Data supplied section start
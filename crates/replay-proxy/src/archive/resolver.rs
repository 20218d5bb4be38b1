//! Resolution of replay requests against the external archive service.

use std::sync::Arc;
use std::time::Duration;

use hyper::header::{HeaderValue, CONTENT_LENGTH, CONTENT_RANGE};
use hyper::StatusCode;
use tokio::sync::oneshot;

use super::context::ArchiveContext;
use super::pending::{LookupChannel, LookupReply, LookupRequest, PendingResolutions, Registration};
use super::rewrite::{ArchiveResponse, RewritePolicy, Rewriter};
use crate::not_found::not_found;
use crate::range::parse_range;
use crate::request::{InterceptedRequest, InterceptedResponse, ResponseBody};

/// Resolver configuration.
#[derive(Debug, Clone, Default, PartialEq, Eq)]
pub struct ResolverConfig {
    /// Upper bound on the wait for a lookup reply. `None` waits until the
    /// archive service answers, however long that takes.
    pub lookup_timeout: Option<Duration>,
}

impl ResolverConfig {
    /// Sets the lookup timeout.
    pub fn with_lookup_timeout(mut self, timeout: Duration) -> Self {
        self.lookup_timeout = Some(timeout);
        self
    }
}

/// Answers replay requests from the archive.
#[derive(Clone)]
pub struct ArchiveResolver {
    context: ArchiveContext,
    pending: PendingResolutions,
    channel: Arc<dyn LookupChannel>,
    rewriter: Arc<dyn Rewriter>,
    config: ResolverConfig,
}

impl std::fmt::Debug for ArchiveResolver {
    fn fmt(&self, f: &mut std::fmt::Formatter<'_>) -> std::fmt::Result {
        f.debug_struct("ArchiveResolver")
            .field("context", &self.context)
            .field("pending", &self.pending.len())
            .field("channel", &"LookupChannel")
            .field("rewriter", &"Rewriter")
            .field("config", &self.config)
            .finish()
    }
}

impl ArchiveResolver {
    /// Creates a resolver dispatching lookups through `channel` and
    /// rewriting replies with `rewriter`.
    pub fn new(
        context: ArchiveContext,
        pending: PendingResolutions,
        channel: Arc<dyn LookupChannel>,
        rewriter: Arc<dyn Rewriter>,
    ) -> Self {
        Self {
            context,
            pending,
            channel,
            rewriter,
            config: ResolverConfig::default(),
        }
    }

    /// Sets the resolver configuration.
    pub fn with_config(mut self, config: ResolverConfig) -> Self {
        self.config = config;
        self
    }

    /// The registry replies are delivered to.
    pub fn pending(&self) -> &PendingResolutions {
        &self.pending
    }

    /// The shared archive context.
    pub fn context(&self) -> &ArchiveContext {
        &self.context
    }

    /// Resolves `request`, whose URL is the archive-relative target.
    ///
    /// The lookup carries whatever coordinates are current at dispatch. If
    /// the returned future is dropped before the reply arrives, the token is
    /// released and a late reply is rejected.
    pub async fn resolve(&self, request: InterceptedRequest) -> InterceptedResponse {
        let coordinates = self.context.current();
        let (token, reply_rx) = self.pending.register(&request.url);
        let _registration = Registration::new(self.pending.clone(), token.clone());

        let lookup = LookupRequest {
            token,
            collection: coordinates.as_ref().map(|c| c.collection.clone()),
            timestamp: coordinates.map(|c| c.timestamp),
            request: request.clone(),
        };

        if let Err(e) = self.channel.dispatch(lookup) {
            tracing::warn!("Could not dispatch lookup for {}: {}", request.url, e);
            return InterceptedResponse::bad_gateway();
        }

        match self.await_reply(&request.url, reply_rx).await {
            Ok(reply) => self.respond(request, reply).await,
            Err(response) => response,
        }
    }

    async fn await_reply(
        &self,
        url: &str,
        reply_rx: oneshot::Receiver<LookupReply>,
    ) -> std::result::Result<LookupReply, InterceptedResponse> {
        let outcome = match self.config.lookup_timeout {
            Some(limit) => match tokio::time::timeout(limit, reply_rx).await {
                Ok(outcome) => outcome,
                Err(_) => {
                    tracing::warn!("Lookup for {} timed out after {:?}", url, limit);
                    return Err(InterceptedResponse::gateway_timeout());
                }
            },
            None => reply_rx.await,
        };

        outcome.map_err(|_| {
            tracing::warn!("Lookup for {} was abandoned", url);
            InterceptedResponse::bad_gateway()
        })
    }

    async fn respond(&self, request: InterceptedRequest, reply: LookupReply) -> InterceptedResponse {
        let url = request.url.clone();

        if reply.status == 404 && reply.payload.is_none() {
            return not_found(&url);
        }
        tracing::info!("got response for: {}", url);

        let Ok(status) = StatusCode::from_u16(reply.status) else {
            tracing::warn!("Archive returned invalid status {} for {}", reply.status, url);
            return InterceptedResponse::bad_gateway();
        };

        let archived = ArchiveResponse::new(reply.payload, reply.headers, reply.status, url.clone());
        let policy = RewritePolicy::for_url(url.clone());

        let rewritten = match self.rewriter.rewrite(archived, &request, &policy).await {
            Ok(rewritten) => rewritten,
            Err(e) => {
                tracing::warn!("Rewrite failed for {}: {}", url, e);
                return InterceptedResponse::bad_gateway();
            }
        };

        let mut headers = rewritten.headers;
        let mut data = rewritten.payload.unwrap_or_default();
        let mut status = status;

        // Archived framing headers describe the pre-rewrite payload.
        headers.remove(CONTENT_RANGE);
        headers.insert(CONTENT_LENGTH, HeaderValue::from(data.len() as u64));

        if status == StatusCode::OK || status == StatusCode::PARTIAL_CONTENT {
            let range = parse_range(&request.headers, Some(&mut headers), data.len() as u64);
            if range.range.is_some() {
                data = data.slice_ref(range.slice(&data));
            }
            status = range.status;
        }

        let body = if request.is_head() {
            None
        } else {
            Some(ResponseBody::from_bytes(data))
        };

        InterceptedResponse {
            status,
            headers,
            body,
        }
    }
}
//! Router configuration.

use std::path::PathBuf;

use crate::DEFAULT_ORIGIN_PORT;

/// Sub-path of the local origin under which archived pages are replayed.
pub const REPLAY_PATH: &str = "w/";

/// Scheme the replay UI uses to read local archive files.
pub const FILE_PROTOCOL: &str = "file2";

/// Where `<origin>docs` opens when requested as a new window.
pub const DOCS_URL: &str = "https://replayweb.page/docs/";

/// Router configuration.
#[derive(Debug, Clone, PartialEq, Eq)]
pub struct RouterConfig {
    /// Scheme, host and port of the application's own origin, with a
    /// trailing slash.
    pub static_prefix: String,
    /// Directory holding the application's UI bundle.
    pub content_root: PathBuf,
    /// External documentation URL.
    pub docs_url: String,
}

impl Default for RouterConfig {
    fn default() -> Self {
        Self {
            static_prefix: origin_for_port(DEFAULT_ORIGIN_PORT),
            content_root: PathBuf::from("./"),
            docs_url: DOCS_URL.to_string(),
        }
    }
}

impl RouterConfig {
    /// Creates a configuration serving the UI bundle from `content_root`.
    pub fn new(content_root: impl Into<PathBuf>) -> Self {
        Self {
            content_root: content_root.into(),
            ..Self::default()
        }
    }

    /// Sets the local origin port.
    pub fn with_port(mut self, port: u16) -> Self {
        self.static_prefix = origin_for_port(port);
        self
    }

    /// Sets the content root.
    pub fn with_content_root(mut self, content_root: impl Into<PathBuf>) -> Self {
        self.content_root = content_root.into();
        self
    }

    /// Sets the documentation URL.
    pub fn with_docs_url(mut self, docs_url: impl Into<String>) -> Self {
        self.docs_url = docs_url.into();
        self
    }

    /// Prefix of archive-replay URLs.
    pub fn replay_prefix(&self) -> String {
        format!("{}{}", self.static_prefix, REPLAY_PATH)
    }

    /// Returns true if `url` belongs to the local origin.
    pub fn is_local(&self, url: &str) -> bool {
        url.starts_with(&self.static_prefix)
    }

    /// Returns true if `url` is an archive-replay URL.
    pub fn is_replay(&self, url: &str) -> bool {
        url.strip_prefix(&self.static_prefix)
            .is_some_and(|rest| rest.starts_with(REPLAY_PATH))
    }
}

fn origin_for_port(port: u16) -> String {
    format!("http://localhost:{}/", port)
}

#[cfg(test)]
mod tests {
    use super::*;

    #[test]
    fn default_origin() {
        let config = RouterConfig::default();
        assert_eq!(config.static_prefix, "http://localhost:5471/");
        assert_eq!(config.replay_prefix(), "http://localhost:5471/w/");
    }

    #[test]
    fn with_port_moves_origin() {
        let config = RouterConfig::default().with_port(8080);
        assert!(config.is_local("http://localhost:8080/index.html"));
        assert!(!config.is_local("http://localhost:5471/index.html"));
        assert!(config.is_replay("http://localhost:8080/w/coll/20230101000000/x"));
    }

    #[test]
    fn replay_detection() {
        let config = RouterConfig::default();
        assert!(config.is_replay("http://localhost:5471/w/"));
        assert!(!config.is_replay("http://localhost:5471/wat.html"));
        assert!(!config.is_replay("https://example.com/w/"));
    }
}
Data supplied section end
- **What to produce**:
Starting with the first line of the listing, output each line exactly until you have included the one containing "pub struct ArchiveResolver".

- **Written response**:
filename crates/replay-proxy/src/archive/resolver.rs
repository 20218d5bb4be38b1
//! Resolution of replay requests against the external archive service.

use std::sync::Arc;
use std::time::Duration;

use hyper::header::{HeaderValue, CONTENT_LENGTH, CONTENT_RANGE};
use hyper::StatusCode;
use tokio::sync::oneshot;

use super::context::ArchiveContext;
use super::pending::{LookupChannel, LookupReply, LookupRequest, PendingResolutions, Registration};
use super::rewrite::{ArchiveResponse, RewritePolicy, Rewriter};
use crate::not_found::not_found;
use crate::range::parse_range;
use crate::request::{InterceptedRequest, InterceptedResponse, ResponseBody};

/// Resolver configuration.
#[derive(Debug, Clone, Default, PartialEq, Eq)]
pub struct ResolverConfig {
    /// Upper bound on the wait for a lookup reply. `None` waits until the
    /// archive service answers, however long that takes.
    pub lookup_timeout: Option<Duration>,
}

impl ResolverConfig {
    /// Sets the lookup timeout.
    pub fn with_lookup_timeout(mut self, timeout: Duration) -> Self {
        self.lookup_timeout = Some(timeout);
        self
    }
}

/// Answers replay requests from the archive.
#[derive(Clone)]
pub struct ArchiveResolver {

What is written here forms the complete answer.